Collected data entries:
#####

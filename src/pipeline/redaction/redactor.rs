use std::collections::BTreeMap;
use std::sync::LazyLock;

use regex::{Regex, RegexBuilder};

use super::generic::generic_patterns;
use super::types::{FieldMatch, RedactedText, RedactionConfig};
use crate::models::enums::{FieldKind, IntegrityStatus, RuleLayer};
use crate::pipeline::extraction::ExtractionResult;
use crate::pipeline::profiles::{Locator, Profile};

/// Single characters are not propagated or checked.
const MIN_LITERAL_LEN: usize = 2;

/// Literals shorter than this are matched as whole words only.
pub const SUBSTRING_MATCH_LEN: usize = 3;

/// Cues that end a label value: the next field on the same line. Whole
/// words only, so names like NATALE or TELESCA are not cut.
static TERMINATOR: LazyLock<Regex> = LazyLock::new(|| {
    Regex::new(
        r"(?i)\s(?:nat[oa]\b|nat\.|c\.f\.|cod\.\s?fisc|codice\s+fiscale\b|sesso\b|età\b|data\s+di\s+nascita\b|tel\b\.?|residente\b|indirizzo\b)",
    )
    .unwrap()
});

static PLACEHOLDER: LazyLock<Regex> = LazyLock::new(|| {
    Regex::new(r"\[(?:NOME|CF|INDIRIZZO|TELEFONO|DATA_NASCITA|EMAIL|DATO)\]").unwrap()
});

/// Profile-driven plus generic PII redaction for Italian medical reports.
#[derive(Debug, Clone, Default)]
pub struct Redactor {
    config: RedactionConfig,
}

impl Redactor {
    pub fn new(config: RedactionConfig) -> Self {
        Self { config }
    }

    pub fn config(&self) -> &RedactionConfig {
        &self.config
    }

    /// Every span that `redact` would replace, merged and ordered by offset.
    pub fn locate(&self, text: &str, profile: &Profile) -> Vec<FieldMatch> {
        merge_overlaps(text, &self.collect(text, profile))
    }

    /// Replace identifying spans with fixed placeholders and verify that no
    /// located literal survives.
    pub fn redact(&self, extraction: &ExtractionResult, profile: &Profile) -> RedactedText {
        let document_id = extraction.document_id;
        if extraction.is_unprocessable() {
            tracing::warn!(
                doc_id = %document_id,
                "Nothing to redact: document has no text layer"
            );
            return RedactedText {
                document_id,
                profile_id: profile.id.to_string(),
                document_type: profile.document_type,
                text: String::new(),
                records: Vec::new(),
                integrity: IntegrityStatus::Verified,
                strategy: extraction.strategy,
                extraction_score: extraction.score,
                unprocessable: true,
            };
        }

        let text = extraction.text.as_str();
        let found = self.collect(text, profile);
        let merged = merge_overlaps(text, &found);
        let redacted = substitute(text, &merged);
        let integrity = verify(document_id, &redacted, &found);

        let result = RedactedText {
            document_id,
            profile_id: profile.id.to_string(),
            document_type: profile.document_type,
            text: redacted,
            records: merged.iter().map(FieldMatch::record).collect(),
            integrity,
            strategy: extraction.strategy,
            extraction_score: extraction.score,
            unprocessable: false,
        };

        tracing::info!(
            doc_id = %document_id,
            profile = profile.id,
            spans = result.records.len(),
            by_kind = ?result.counts_by_kind(),
            integrity = %integrity,
            "Redaction complete"
        );
        result
    }

    /// Raw matches from all layers, before merging. Profile matches come
    /// first, then generic, then propagated copies.
    fn collect(&self, text: &str, profile: &Profile) -> Vec<FieldMatch> {
        let mut found = profile_matches(text, profile);

        let masked = mask(text, &found);
        for pattern in generic_patterns(self.config.redact_all_dates) {
            for caps in pattern.regex.captures_iter(&masked) {
                let Some(m) = caps.get(1).or_else(|| caps.get(0)) else {
                    continue;
                };
                let value = &text[m.start()..m.end()];
                if is_placeholder_only(value) || !pattern.accepts(text, m.start(), m.end()) {
                    continue;
                }
                found.push(FieldMatch::new(
                    pattern.kind,
                    m.start(),
                    m.end(),
                    value,
                    RuleLayer::Generic,
                ));
            }
        }

        let propagated = propagate(text, &found);
        found.extend(propagated);
        found
    }
}

fn profile_matches(text: &str, profile: &Profile) -> Vec<FieldMatch> {
    let mut found = Vec::new();
    for rule in &profile.field_rules {
        let regex = match &rule.locator {
            Locator::Label { regex, .. } | Locator::Pattern { regex } => regex,
        };
        let is_label = matches!(rule.locator, Locator::Label { .. });

        for caps in regex.captures_iter(text) {
            let Some(m) = caps.get(1).or_else(|| caps.get(0)) else {
                continue;
            };
            let span = if is_label {
                label_value_span(text, m.start(), m.end())
            } else {
                trim_span(text, m.start(), m.end())
            };
            let Some((start, end)) = span else {
                continue;
            };
            let value = &text[start..end];
            if is_placeholder_only(value) {
                continue;
            }
            found.push(FieldMatch::new(rule.kind, start, end, value, RuleLayer::Profile));
        }
    }
    found
}

/// Cut a label value at the first terminator cue, then trim whitespace and
/// trailing separators.
fn label_value_span(text: &str, start: usize, end: usize) -> Option<(usize, usize)> {
    let cut = TERMINATOR
        .find(&text[start..end])
        .map_or(end - start, |m| m.start());
    trim_span(text, start, start + cut)
}

fn trim_span(text: &str, start: usize, end: usize) -> Option<(usize, usize)> {
    let value = &text[start..end];
    let lead = value.len() - value.trim_start().len();
    let trimmed =
        value.trim_end_matches(|c: char| c.is_whitespace() || matches!(c, ',' | ';' | '-'));
    let (s, e) = (start + lead, start + trimmed.len());
    (s < e).then_some((s, e))
}

fn is_placeholder_only(value: &str) -> bool {
    PLACEHOLDER
        .replace_all(value, "")
        .chars()
        .all(|c| !c.is_alphanumeric())
}

/// Same-length copy of `text` with matched spans overwritten by `#`, so
/// later layers keep valid offsets but cannot re-match profile values.
fn mask(text: &str, matches: &[FieldMatch]) -> String {
    let mut bytes = text.as_bytes().to_vec();
    for m in matches {
        bytes[m.start..m.end].fill(b'#');
    }
    // Spans sit on char boundaries, so the masked bytes stay valid UTF-8.
    String::from_utf8(bytes).unwrap_or_else(|e| String::from_utf8_lossy(e.as_bytes()).into_owned())
}

/// Every other case-insensitive occurrence of a located literal.
fn propagate(text: &str, found: &[FieldMatch]) -> Vec<FieldMatch> {
    let mut seen: BTreeMap<String, FieldKind> = BTreeMap::new();
    for m in found {
        let key = m.literal.trim().to_lowercase();
        if key.chars().count() >= MIN_LITERAL_LEN {
            seen.entry(key).or_insert(m.kind);
        }
    }

    let mut extra = Vec::new();
    for (literal, kind) in &seen {
        let Some(regex) = literal_regex(literal) else {
            continue;
        };
        for occ in regex.find_iter(text) {
            let already = found
                .iter()
                .any(|m| m.start <= occ.start() && occ.end() <= m.end);
            if !already {
                extra.push(FieldMatch::new(
                    *kind,
                    occ.start(),
                    occ.end(),
                    occ.as_str(),
                    RuleLayer::Propagated,
                ));
            }
        }
    }
    extra
}

/// Case-insensitive matcher for a located literal; short ones match whole
/// words only.
fn literal_regex(literal: &str) -> Option<Regex> {
    let escaped = regex::escape(literal);
    let pattern = if literal.chars().count() < SUBSTRING_MATCH_LEN {
        format!(r"\b{escaped}\b")
    } else {
        escaped
    };
    RegexBuilder::new(&pattern)
        .case_insensitive(true)
        .build()
        .ok()
}

/// Merge overlapping spans; the earlier span's kind and layer win.
fn merge_overlaps(text: &str, found: &[FieldMatch]) -> Vec<FieldMatch> {
    let mut order: Vec<&FieldMatch> = found.iter().collect();
    // Stable: profile matches stay ahead of generic ones at the same offset.
    order.sort_by(|a, b| a.start.cmp(&b.start).then(b.end.cmp(&a.end)));

    let mut spans: Vec<(usize, usize, FieldKind, RuleLayer)> = Vec::new();
    for m in order {
        match spans.last_mut() {
            Some(last) if m.start < last.1 => last.1 = last.1.max(m.end),
            _ => spans.push((m.start, m.end, m.kind, m.layer)),
        }
    }

    spans
        .into_iter()
        .map(|(start, end, kind, layer)| FieldMatch::new(kind, start, end, &text[start..end], layer))
        .collect()
}

fn substitute(text: &str, merged: &[FieldMatch]) -> String {
    let mut out = String::with_capacity(text.len());
    let mut cursor = 0;
    for m in merged {
        out.push_str(&text[cursor..m.start]);
        out.push_str(m.kind.placeholder());
        cursor = m.end;
    }
    out.push_str(&text[cursor..]);
    out
}

/// Re-scan the output for every located literal.
fn verify(document_id: uuid::Uuid, redacted: &str, found: &[FieldMatch]) -> IntegrityStatus {
    let placeholders: Vec<(usize, usize)> = PLACEHOLDER
        .find_iter(redacted)
        .map(|m| (m.start(), m.end()))
        .collect();

    let mut survivors: BTreeMap<&'static str, usize> = BTreeMap::new();
    let mut checked: Vec<String> = Vec::new();
    for m in found {
        let key = m.literal.trim().to_lowercase();
        if key.chars().count() < MIN_LITERAL_LEN || checked.contains(&key) {
            continue;
        }
        let Some(regex) = literal_regex(&key) else {
            continue;
        };
        let count = regex
            .find_iter(redacted)
            .filter(|occ| {
                !placeholders
                    .iter()
                    .any(|&(s, e)| occ.start() < e && s < occ.end())
            })
            .count();
        if count > 0 {
            *survivors.entry(m.kind.as_str()).or_insert(0) += count;
        }
        checked.push(key);
    }

    if survivors.is_empty() {
        return IntegrityStatus::Verified;
    }
    for (kind, count) in &survivors {
        tracing::error!(
            doc_id = %document_id,
            kind = *kind,
            occurrences = count,
            "Redaction integrity violated: located value survives in output"
        );
    }
    IntegrityStatus::Violated
}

#####

Assignment:
Repeat exactly the lines above, starting with the first line of the records and finishing with the line holding "pub fn locate(&self, text: &str, profile: &Profile)". Add no other line.

Answer for the task:
filename src/pipeline/redaction/redactor.rs
use std::collections::BTreeMap;
use std::sync::LazyLock;

use regex::{Regex, RegexBuilder};

use super::generic::generic_patterns;
use super::types::{FieldMatch, RedactedText, RedactionConfig};
use crate::models::enums::{FieldKind, IntegrityStatus, RuleLayer};
use crate::pipeline::extraction::ExtractionResult;
use crate::pipeline::profiles::{Locator, Profile};

/// Single characters are not propagated or checked.
const MIN_LITERAL_LEN: usize = 2;

/// Literals shorter than this are matched as whole words only.
pub const SUBSTRING_MATCH_LEN: usize = 3;

/// Cues that end a label value: the next field on the same line. Whole
/// words only, so names like NATALE or TELESCA are not cut.
static TERMINATOR: LazyLock<Regex> = LazyLock::new(|| {
    Regex::new(
        r"(?i)\s(?:nat[oa]\b|nat\.|c\.f\.|cod\.\s?fisc|codice\s+fiscale\b|sesso\b|età\b|data\s+di\s+nascita\b|tel\b\.?|residente\b|indirizzo\b)",
    )
    .unwrap()
});

static PLACEHOLDER: LazyLock<Regex> = LazyLock::new(|| {
    Regex::new(r"\[(?:NOME|CF|INDIRIZZO|TELEFONO|DATA_NASCITA|EMAIL|DATO)\]").unwrap()
});

/// Profile-driven plus generic PII redaction for Italian medical reports.
#[derive(Debug, Clone, Default)]
pub struct Redactor {
    config: RedactionConfig,
}

impl Redactor {
    pub fn new(config: RedactionConfig) -> Self {
        Self { config }
    }

    pub fn config(&self) -> &RedactionConfig {
        &self.config
    }

    /// Every span that `redact` would replace, merged and ordered by offset.
    pub fn locate(&self, text: &str, profile: &Profile) -> Vec<FieldMatch> {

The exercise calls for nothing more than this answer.